(Stored data)
BEGIN

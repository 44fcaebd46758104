//! Dependency-graph-driven supervisor for long-running cluster services.
//!
//! This crate manages the lifecycle of heterogeneous services — kubernetes
//! cluster connections, port-forward tunnels, external MCP server
//! processes, the aggregator fronting them, and user-defined instances — as
//! nodes in a directed acyclic dependency graph. It starts services level
//! by level so a dependent never runs ahead of its dependencies, cascades
//! failure and recovery through the transitive-dependents set while
//! preserving user intent for manual stops, runs a per-service health-check
//! loop, and fans state-change events out to any number of subscribers.
//!
//! The concrete work each service kind performs — actually shelling out to
//! a cluster CLI, holding a port-forward tunnel open, managing an MCP
//! subprocess — is an external collaborator this crate never implements.
//! A host plugs one in by implementing [`service::ServiceExecutor`] and
//! wrapping it in [`service::ManagedService`].

pub mod cascade;
pub mod cluster;
pub mod config;
pub mod error;
pub mod event_bus;
pub mod graph;
pub mod health;
pub mod orchestrator;
pub mod registry;
pub mod scheduler;
pub mod service;
pub mod stop_reason;
pub mod types;

pub use cascade::CascadeEngine;
pub use cluster::{ClusterDefinition, ClusterRole, ClusterState};
pub use config::{build_cluster_state, build_dependency_graph, ClusterConfig, McpServerConfig, OrchestratorConfig, PortForwardConfig};
pub use error::{OrchestratorError, Result};
pub use event_bus::{EventBus, StateChangeEvent};
pub use graph::{DependencyGraph, DependencyNode};
pub use health::HealthCheckLoop;
pub use orchestrator::{Orchestrator, OrchestratorBuilder, ServiceStatus};
pub use registry::ServiceRegistry;
pub use scheduler::{wait_for_dependencies, StartScheduler};
pub use service::{HealthChecker, ManagedService, Service, ServiceExecutor, StateChangeCallback, StateUpdater};
pub use stop_reason::StopReasonLedger;
pub use types::{HealthStatus, NodeId, ServiceKind, ServiceLabel, ServiceState, StopReason};
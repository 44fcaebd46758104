//! A labeled dependency DAG over [`NodeId`]s.

use std::collections::{HashMap, HashSet};

use crate::error::{OrchestratorError, Result};
use crate::types::{NodeId, ServiceKind};

/// One node in the dependency graph: a service's identity plus its declared
/// forward edges (the nodes it depends on).
#[derive(Debug, Clone)]
pub struct DependencyNode {
    pub id: NodeId,
    pub kind: ServiceKind,
    pub display_name: String,
    pub depends_on: Vec<NodeId>,
}

/// Forward edges plus a derived reverse index. Rebuilt wholesale on every
/// `Reconfigure`; read-only between rebuilds.
#[derive(Debug, Clone, Default)]
pub struct DependencyGraph {
    nodes: HashMap<NodeId, DependencyNode>,
    dependents: HashMap<NodeId, Vec<NodeId>>,
}

impl DependencyGraph {
    pub fn new() -> Self {
        Self::default()
    }

    /// Insert or replace a node. `depends_on` may reference nodes not yet
    /// added — forward declarations are resolved once the whole graph is
    /// built and [`validate`](Self::validate) is called.
    pub fn add_node(&mut self, id: NodeId, kind: ServiceKind, display_name: String, depends_on: Vec<NodeId>) {
        // Drop this node's old reverse edges before re-inserting, in case
        // `add_node` is replacing an existing node with different deps.
        if let Some(old) = self.nodes.get(&id) {
            for dep in &old.depends_on {
                if let Some(list) = self.dependents.get_mut(dep) {
                    list.retain(|d| d != &id);
                }
            }
        }
        for dep in &depends_on {
            self.dependents.entry(dep.clone()).or_default().push(id.clone());
        }
        self.nodes.insert(
            id.clone(),
            DependencyNode {
                id,
                kind,
                display_name,
                depends_on,
            },
        );
    }

    pub fn get(&self, id: &NodeId) -> Option<&DependencyNode> {
        self.nodes.get(id)
    }

    pub fn dependencies(&self, id: &NodeId) -> Vec<NodeId> {
        self.nodes
            .get(id)
            .map(|n| n.depends_on.clone())
            .unwrap_or_default()
    }

    pub fn dependents(&self, id: &NodeId) -> Vec<NodeId> {
        self.dependents.get(id).cloned().unwrap_or_default()
    }

    /// All nodes transitively depending on `id` (reverse-reachable set,
    /// excluding `id` itself), ordered reverse-topologically so callers may
    /// iterate the result front-to-back to stop deepest dependents first.
    pub fn transitive_dependents(&self, id: &NodeId) -> Vec<NodeId> {
        // Collect the reachable set with BFS, then emit it in an order
        // consistent with reverse topological order via a second pass that
        // repeatedly peels nodes whose dependents (within the set) are
        // already emitted.
        let mut reachable: HashSet<NodeId> = HashSet::new();
        let mut queue: Vec<NodeId> = self.dependents(id);
        while let Some(next) = queue.pop() {
            if reachable.insert(next.clone()) {
                queue.extend(self.dependents(&next));
            }
        }

        let mut remaining: HashSet<NodeId> = reachable.clone();
        let mut ordered = Vec::with_capacity(reachable.len());
        while !remaining.is_empty() {
            let ready: Vec<NodeId> = remaining
                .iter()
                .filter(|n| {
                    self.dependents(n)
                        .iter()
                        .all(|d| !remaining.contains(d))
                })
                .cloned()
                .collect();
            if ready.is_empty() {
                // Residual cycle among dependents; emit what's left in
                // arbitrary but deterministic order rather than looping forever.
                let mut rest: Vec<NodeId> = remaining.iter().cloned().collect();
                rest.sort();
                ordered.extend(rest);
                break;
            }
            let mut ready = ready;
            ready.sort();
            for n in &ready {
                remaining.remove(n);
            }
            ordered.extend(ready);
        }
        ordered
    }

    /// Reject the graph if its edges contain a cycle, naming one node on it.
    ///
    /// Iterative DFS (no recursion, so depth can't stack-overflow on a large
    /// graph): a node is `Visiting` while still on the current path and
    /// `Done` once all of its dependencies have cleared. Encountering a
    /// `Visiting` node again means a back edge — a cycle — and that node is
    /// reported as the witness.
    pub fn validate(&self) -> Result<()> {
        #[derive(Clone, Copy, PartialEq)]
        enum Mark {
            Visiting,
            Done,
        }
        let mut marks: HashMap<NodeId, Mark> = HashMap::new();

        let mut ids: Vec<&NodeId> = self.nodes.keys().collect();
        ids.sort();

        for start in ids {
            if marks.contains_key(start) {
                continue;
            }
            // Stack of (node, next-dependency-index-to-visit).
            let mut stack: Vec<(NodeId, usize)> = vec![(start.clone(), 0)];
            marks.insert(start.clone(), Mark::Visiting);

            while let Some((node, next_idx)) = stack.pop() {
                let deps = self.dependencies(&node);
                if let Some(dep) = deps.get(next_idx) {
                    stack.push((node.clone(), next_idx + 1));
                    match marks.get(dep) {
                        Some(Mark::Done) => {}
                        Some(Mark::Visiting) => {
                            return Err(OrchestratorError::CycleDetected {
                                witness: dep.to_string(),
                            });
                        }
                        None => {
                            marks.insert(dep.clone(), Mark::Visiting);
                            stack.push((dep.clone(), 0));
                        }
                    }
                } else {
                    marks.insert(node, Mark::Done);
                }
            }
        }
        Ok(())
    }
}

#[cfg(test)]
mod tests {
    use super::*;

    fn id(s: &str) -> NodeId {
        NodeId::cluster(s)
    }

    #[test]
    fn dependents_are_derived_from_depends_on() {
        let mut g = DependencyGraph::new();
        g.add_node(id("a"), ServiceKind::KubeConnection, "a".into(), vec![]);
        g.add_node(id("b"), ServiceKind::PortForward, "b".into(), vec![id("a")]);
        assert_eq!(g.dependents(&id("a")), vec![id("b")]);
        assert_eq!(g.dependencies(&id("b")), vec![id("a")]);
    }

    #[test]
    fn transitive_dependents_excludes_self_and_covers_whole_chain() {
        let mut g = DependencyGraph::new();
        g.add_node(id("a"), ServiceKind::KubeConnection, "a".into(), vec![]);
        g.add_node(id("b"), ServiceKind::PortForward, "b".into(), vec![id("a")]);
        g.add_node(id("c"), ServiceKind::MCPServer, "c".into(), vec![id("b")]);
        let deps = g.transitive_dependents(&id("a"));
        assert_eq!(deps.len(), 2);
        assert!(deps.contains(&id("b")));
        assert!(deps.contains(&id("c")));
        assert!(!deps.contains(&id("a")));
    }

    #[test]
    fn forward_declared_dependency_is_fine_before_validate() {
        let mut g = DependencyGraph::new();
        g.add_node(id("b"), ServiceKind::PortForward, "b".into(), vec![id("a")]);
        g.add_node(id("a"), ServiceKind::KubeConnection, "a".into(), vec![]);
        assert!(g.validate().is_ok());
    }

    #[test]
    fn cycle_is_rejected_with_a_witness() {
        let mut g = DependencyGraph::new();
        g.add_node(id("a"), ServiceKind::PortForward, "a".into(), vec![id("b")]);
        g.add_node(id("b"), ServiceKind::PortForward, "b".into(), vec![id("a")]);
        let err = g.validate().unwrap_err();
        assert_eq!(err.kind(), "cycle_detected");
    }
}
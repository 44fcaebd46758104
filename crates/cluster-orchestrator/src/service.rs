//! The `Service` contract, its optional capabilities, and the single
//! generic `ManagedService<E>` that implements it for every service kind.

use std::sync::{Arc, Mutex as StdMutex, RwLock as StdRwLock};
use std::time::Duration;

use async_trait::async_trait;

use crate::error::{OrchestratorError, Result};
use crate::types::{HealthStatus, NodeId, ServiceKind, ServiceLabel, ServiceState};

/// Invoked on every observed state transition with
/// `(label, old_state, new_state, health, last_error)`. Must not block
/// indefinitely — it runs on the transitioning task.
pub type StateChangeCallback =
    Arc<dyn Fn(ServiceLabel, ServiceState, ServiceState, HealthStatus, Option<String>) + Send + Sync>;

/// Optional capability: a service that can be actively probed for health.
#[async_trait]
pub trait HealthChecker: Send + Sync {
    async fn check_health(&self) -> Result<HealthStatus>;
    fn health_check_interval(&self) -> Duration;
}

/// Optional capability: a service whose state can be forced externally,
/// used by the scheduler to mark a skipped service `Waiting`.
pub trait StateUpdater: Send + Sync {
    fn update_state(&self, state: ServiceState, health: HealthStatus, error: Option<String>);
}

/// The contract every managed service satisfies, independent of kind.
#[async_trait]
pub trait Service: Send + Sync {
    fn label(&self) -> &ServiceLabel;
    fn kind(&self) -> ServiceKind;
    fn state(&self) -> ServiceState;
    fn health(&self) -> HealthStatus;
    fn last_error(&self) -> Option<String>;

    /// Declared dependencies, as DAG node ids. Used when a host builds its
    /// own graph directly from already-constructed services rather than
    /// from configuration (most callers use the config mapping instead).
    fn dependencies(&self) -> &[NodeId];

    /// Stopped/Failed/Waiting → Starting → Running (or Failed). Idempotent
    /// on an already-`Running` service.
    async fn start(&self) -> Result<()>;

    /// Any non-terminal state → Stopped. Idempotent on `Stopped`.
    async fn stop(&self) -> Result<()>;

    /// Stop then start; the intermediate `Stopped` is always observed by
    /// the callback.
    async fn restart(&self) -> Result<()>;

    fn set_state_change_callback(&self, callback: StateChangeCallback);

    fn as_health_checker(&self) -> Option<&dyn HealthChecker> {
        None
    }

    fn as_state_updater(&self) -> Option<&dyn StateUpdater> {
        None
    }
}

/// The out-of-scope collaborator that does the real work for one service
/// kind: shelling out to a cluster CLI, running a port-forward tunnel,
/// managing an MCP subprocess, and so on. The core never implements this —
/// only the trait and the generic wrapper around it.
#[async_trait]
pub trait ServiceExecutor: Send + Sync + 'static {
    async fn start(&self) -> std::result::Result<(), String>;
    async fn stop(&self) -> std::result::Result<(), String>;

    /// Probe current health. Only called when `supports_health_check` is true.
    async fn check_health(&self) -> std::result::Result<HealthStatus, String> {
        Ok(HealthStatus::Unknown)
    }

    fn supports_health_check(&self) -> bool {
        false
    }

    fn health_check_interval(&self) -> Duration {
        Duration::from_secs(30)
    }
}

/// Implements [`Service`] for any [`ServiceExecutor`] by owning the common
/// state-machine bookkeeping (state/health/last-error, callback dispatch,
/// start/stop idempotency) and delegating the kind-specific work to `E`.
/// This is the "interface-plus-tag" shape: one type, tagged by `kind`,
/// instead of five hand-written structs.
pub struct ManagedService<E: ServiceExecutor> {
    label: ServiceLabel,
    kind: ServiceKind,
    depends_on: Vec<NodeId>,
    executor: E,
    state: StdRwLock<ServiceState>,
    health: StdRwLock<HealthStatus>,
    last_error: StdRwLock<Option<String>>,
    callback: StdMutex<Option<StateChangeCallback>>,
}

impl<E: ServiceExecutor> ManagedService<E> {
    pub fn new(label: impl Into<ServiceLabel>, kind: ServiceKind, depends_on: Vec<NodeId>, executor: E) -> Self {
        Self {
            label: label.into(),
            kind,
            depends_on,
            executor,
            state: StdRwLock::new(ServiceState::Unknown),
            health: StdRwLock::new(HealthStatus::Unknown),
            last_error: StdRwLock::new(None),
            callback: StdMutex::new(None),
        }
    }

    fn set_state(&self, new_state: ServiceState, health: HealthStatus, error: Option<String>) {
        let old_state = {
            let mut state = self.state.write().expect("state lock poisoned");
            std::mem::replace(&mut *state, new_state)
        };
        *self.health.write().expect("health lock poisoned") = health;
        *self.last_error.write().expect("last_error lock poisoned") = error.clone();

        let callback = self.callback.lock().expect("callback lock poisoned").clone();
        if let Some(callback) = callback {
            callback(self.label.clone(), old_state, new_state, health, error);
        }
    }
}

#[async_trait]
impl<E: ServiceExecutor> Service for ManagedService<E> {
    fn label(&self) -> &ServiceLabel {
        &self.label
    }

    fn kind(&self) -> ServiceKind {
        self.kind
    }

    fn state(&self) -> ServiceState {
        *self.state.read().expect("state lock poisoned")
    }

    fn health(&self) -> HealthStatus {
        *self.health.read().expect("health lock poisoned")
    }

    fn last_error(&self) -> Option<String> {
        self.last_error.read().expect("last_error lock poisoned").clone()
    }

    fn dependencies(&self) -> &[NodeId] {
        &self.depends_on
    }

    async fn start(&self) -> Result<()> {
        if self.state() == ServiceState::Running {
            return Ok(());
        }
        self.set_state(ServiceState::Starting, self.health(), None);
        match self.executor.start().await {
            Ok(()) => {
                self.set_state(ServiceState::Running, self.health(), None);
                Ok(())
            }
            Err(message) => {
                self.set_state(ServiceState::Failed, HealthStatus::Unhealthy, Some(message.clone()));
                Err(OrchestratorError::ServiceStartFailed {
                    label: self.label.to_string(),
                    message,
                })
            }
        }
    }

    async fn stop(&self) -> Result<()> {
        if self.state() == ServiceState::Stopped {
            return Ok(());
        }
        match self.executor.stop().await {
            Ok(()) => {
                self.set_state(ServiceState::Stopped, self.health(), None);
                Ok(())
            }
            Err(message) => {
                self.set_state(ServiceState::Failed, self.health(), Some(message.clone()));
                Err(OrchestratorError::ServiceStopFailed {
                    label: self.label.to_string(),
                    message,
                })
            }
        }
    }

    async fn restart(&self) -> Result<()> {
        self.stop().await?;
        self.start().await
    }

    fn set_state_change_callback(&self, callback: StateChangeCallback) {
        *self.callback.lock().expect("callback lock poisoned") = Some(callback);
    }

    fn as_health_checker(&self) -> Option<&dyn HealthChecker> {
        if self.executor.supports_health_check() {
            Some(self)
        } else {
            None
        }
    }

    fn as_state_updater(&self) -> Option<&dyn StateUpdater> {
        Some(self)
    }
}

#[async_trait]
impl<E: ServiceExecutor> HealthChecker for ManagedService<E> {
    async fn check_health(&self) -> Result<HealthStatus> {
        self.executor
            .check_health()
            .await
            .map_err(|message| OrchestratorError::HealthCheckFailed {
                label: self.label.to_string(),
                message,
            })
    }

    fn health_check_interval(&self) -> Duration {
        self.executor.health_check_interval()
    }
}

impl<E: ServiceExecutor> StateUpdater for ManagedService<E> {
    fn update_state(&self, state: ServiceState, health: HealthStatus, error: Option<String>) {
        self.set_state(state, health, error);
    }
}
//! Bias add: `dst[c, s] += bias[c]`
//!
//! # Layouts
//!
//! - channel-major: `bias[c]` broadcast over a row of `spatial` floats
//! - spatial-major: the whole bias vector added to every position row
//! - packed-N: the N bias values of a pack are loaded once and reused for
//!   every position; needs `N % W == 0`, so packed-4 walks down to W = 4

use crate::layout::{TensorFormat, Traversal};
use crate::simd::dispatch::LaneKernel;
use crate::simd::lanes::{Access, Lanes, Segment};

struct AddBias {
    bias: *const f32,
    channels: usize,
    spatial: usize,
    dst: *mut f32,
    order: Traversal,
}

impl AddBias {
    fn new(
        bias: *const f32,
        channels: usize,
        spatial: usize,
        dst: *mut f32,
        format: TensorFormat,
    ) -> Self {
        debug_assert!(format.holds(channels), "{channels} channels in {format:?}");
        Self {
            bias,
            channels,
            spatial,
            dst,
            order: Traversal::classify(channels, spatial, format),
        }
    }
}

impl LaneKernel for AddBias {
    fn supports(&self, width: usize) -> bool {
        self.order.fits_width(width)
    }

    #[inline(always)]
    unsafe fn vector<L: Lanes>(&self) {
        match self.order {
            Traversal::ChannelMajor => {
                let access = Access::probe::<L>(&[self.dst.cast_const()], &[self.spatial]);
                let seg = Segment::new(self.spatial, L::WIDTH);
                for c in 0..self.channels {
                    let b = L::splat(*self.bias.add(c));
                    let dst = self.dst.add(c * self.spatial);
                    seg.for_each::<L>(access, |k| {
                        k.store::<L>(dst, L::add(k.load::<L>(dst), b));
                    });
                }
            }
            Traversal::SpatialMajor => {
                let access =
                    Access::probe::<L>(&[self.bias, self.dst.cast_const()], &[self.channels]);
                let seg = Segment::new(self.channels, L::WIDTH);
                for s in 0..self.spatial {
                    let dst = self.dst.add(s * self.channels);
                    seg.for_each::<L>(access, |k| {
                        k.store::<L>(dst, L::add(k.load::<L>(dst), k.load::<L>(self.bias)));
                    });
                }
            }
            Traversal::Packed(n) => {
                let access = Access::probe::<L>(&[self.dst.cast_const()], &[n]);
                let vectors = n / L::WIDTH;
                for p in 0..self.channels / n {
                    let mut b = [L::zero(); 4];
                    for (v, slot) in b.iter_mut().enumerate().take(vectors) {
                        *slot = L::load(self.bias.add(p * n + v * L::WIDTH));
                    }
                    let mut dst = self.dst.add(p * n * self.spatial);
                    for _ in 0..self.spatial {
                        for (v, &bv) in b.iter().enumerate().take(vectors) {
                            let d = dst.add(v * L::WIDTH);
                            access.store::<L>(d, L::add(access.load::<L>(d), bv));
                        }
                        dst = dst.add(n);
                    }
                }
            }
        }
    }

    unsafe fn scalar(&self) {
        match self.order {
            Traversal::ChannelMajor => {
                for c in 0..self.channels {
                    let b = *self.bias.add(c);
                    for s in 0..self.spatial {
                        *self.dst.add(c * self.spatial + s) += b;
                    }
                }
            }
            Traversal::SpatialMajor => {
                for s in 0..self.spatial {
                    for c in 0..self.channels {
                        *self.dst.add(s * self.channels + c) += *self.bias.add(c);
                    }
                }
            }
            Traversal::Packed(n) => {
                for c in 0..self.channels {
                    let b = *self.bias.add(c);
                    let (pack, lane) = (c / n, c % n);
                    for s in 0..self.spatial {
                        *self.dst.add((pack * self.spatial + s) * n + lane) += b;
                    }
                }
            }
        }
    }
}

raw_entry! {
    /// Add a per-channel bias to `dst` in place.
    ///
    /// # Safety
    /// - `bias` points to `channels` floats
    /// - `dst` points to `channels * spatial` floats laid out as `format`
    /// - packed formats require `channels` to be a multiple of the pack
    pub unsafe fn add_bias(
        bias: *const f32,
        channels: usize,
        spatial: usize,
        dst: *mut f32,
        format: TensorFormat,
    ) => AddBias::new(bias, channels, spatial, dst, format)
}
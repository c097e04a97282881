//! Eltwise combine of `count >= 2` equally sized inputs
//!
//! Product, max and min combine `src[0]` with `src[1]` and then fold the
//! remaining inputs into `dst`. The weighted sum starts from
//! `src[0]·w[0] + src[1]·w[1]` and accumulates `fma(src[i], w[i], dst)`, so
//! vector results differ from the scalar reference by FMA rounding.

use crate::simd::dispatch::LaneKernel;
use crate::simd::lanes::{Access, Lanes, Segment};

/// Combine rule for [`eltwise`]
#[derive(Copy, Clone, Debug, PartialEq, Eq, Hash)]
pub enum EltwiseOp {
    /// `Π src[i]`
    Product,
    /// `Σ src[i]·weight[i]`
    Sum,
    /// `max src[i]`
    Max,
    /// `min src[i]`
    Min,
}

struct Eltwise<'a> {
    src: &'a [*const f32],
    weight: *const f32,
    size: usize,
    op: EltwiseOp,
    dst: *mut f32,
}

impl Eltwise<'_> {
    #[inline(always)]
    unsafe fn fold<L: Lanes>(&self, f: impl Fn(L::V, L::V) -> L::V) {
        let access = self.access::<L>();
        let seg = Segment::new(self.size, L::WIDTH);
        let (src0, src1) = (self.src[0], self.src[1]);
        seg.for_each::<L>(access, |k| {
            k.store::<L>(self.dst, f(k.load::<L>(src0), k.load::<L>(src1)));
        });
        for &src in &self.src[2..] {
            seg.for_each::<L>(access, |k| {
                k.store::<L>(self.dst, f(k.load::<L>(self.dst), k.load::<L>(src)));
            });
        }
    }

    #[inline(always)]
    unsafe fn weighted_sum<L: Lanes>(&self) {
        let access = self.access::<L>();
        let seg = Segment::new(self.size, L::WIDTH);
        let (src0, src1) = (self.src[0], self.src[1]);
        let w0 = L::splat(*self.weight);
        let w1 = L::splat(*self.weight.add(1));
        seg.for_each::<L>(access, |k| {
            let s1 = L::mul(k.load::<L>(src1), w1);
            k.store::<L>(self.dst, L::fmadd(k.load::<L>(src0), w0, s1));
        });
        for (i, &src) in self.src.iter().enumerate().skip(2) {
            let w = L::splat(*self.weight.add(i));
            seg.for_each::<L>(access, |k| {
                let acc = k.load::<L>(self.dst);
                k.store::<L>(self.dst, L::fmadd(k.load::<L>(src), w, acc));
            });
        }
    }

    fn access<L: Lanes>(&self) -> Access {
        let mut bases: smallvec::SmallVec<[*const f32; 8]> = self.src.iter().copied().collect();
        bases.push(self.dst.cast_const());
        Access::probe::<L>(&bases, &[])
    }

    unsafe fn scalar_fold(&self, f: impl Fn(f32, f32) -> f32) {
        for j in 0..self.size {
            *self.dst.add(j) = f(*self.src[0].add(j), *self.src[1].add(j));
        }
        for &src in &self.src[2..] {
            for j in 0..self.size {
                *self.dst.add(j) = f(*self.dst.add(j), *src.add(j));
            }
        }
    }
}

impl LaneKernel for Eltwise<'_> {
    #[inline(always)]
    unsafe fn vector<L: Lanes>(&self) {
        match self.op {
            EltwiseOp::Product => self.fold::<L>(|a, b| L::mul(a, b)),
            EltwiseOp::Max => self.fold::<L>(|a, b| L::max(a, b)),
            EltwiseOp::Min => self.fold::<L>(|a, b| L::min(a, b)),
            EltwiseOp::Sum => self.weighted_sum::<L>(),
        }
    }

    unsafe fn scalar(&self) {
        match self.op {
            EltwiseOp::Product => self.scalar_fold(|a, b| a * b),
            EltwiseOp::Max => self.scalar_fold(f32::max),
            EltwiseOp::Min => self.scalar_fold(f32::min),
            EltwiseOp::Sum => {
                let (w0, w1) = (*self.weight, *self.weight.add(1));
                for j in 0..self.size {
                    *self.dst.add(j) = *self.src[0].add(j) * w0 + *self.src[1].add(j) * w1;
                }
                for (i, &src) in self.src.iter().enumerate().skip(2) {
                    let w = *self.weight.add(i);
                    for j in 0..self.size {
                        *self.dst.add(j) += *src.add(j) * w;
                    }
                }
            }
        }
    }
}

raw_entry! {
    /// Combine `src.len()` inputs of `size` floats into `dst`.
    ///
    /// # Safety
    /// - `src` holds at least two pointers, each to `size` floats
    /// - `weight` points to `src.len()` floats when `op` is
    ///   [`EltwiseOp::Sum`] and is ignored otherwise
    /// - `dst` points to `size` floats and may alias `src[0]`
    pub unsafe fn eltwise(
        src: &[*const f32],
        weight: *const f32,
        size: usize,
        op: EltwiseOp,
        dst: *mut f32,
    ) => {
        debug_assert!(src.len() >= 2, "eltwise needs at least two inputs");
        debug_assert!(op != EltwiseOp::Sum || !weight.is_null());
        Eltwise { src, weight, size, op, dst }
    }
}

END

Try it: Given the records above, return exactly the lines starting at the line containing "use async_trait::async_trait;" and ending at the line containing "pub type StateChangeCallback", including both.

Result below:
use async_trait::async_trait;

use crate::error::{OrchestratorError, Result};
use crate::types::{HealthStatus, NodeId, ServiceKind, ServiceLabel, ServiceState};

/// Invoked on every observed state transition with
/// `(label, old_state, new_state, health, last_error)`. Must not block
/// indefinitely — it runs on the transitioning task.
pub type StateChangeCallback =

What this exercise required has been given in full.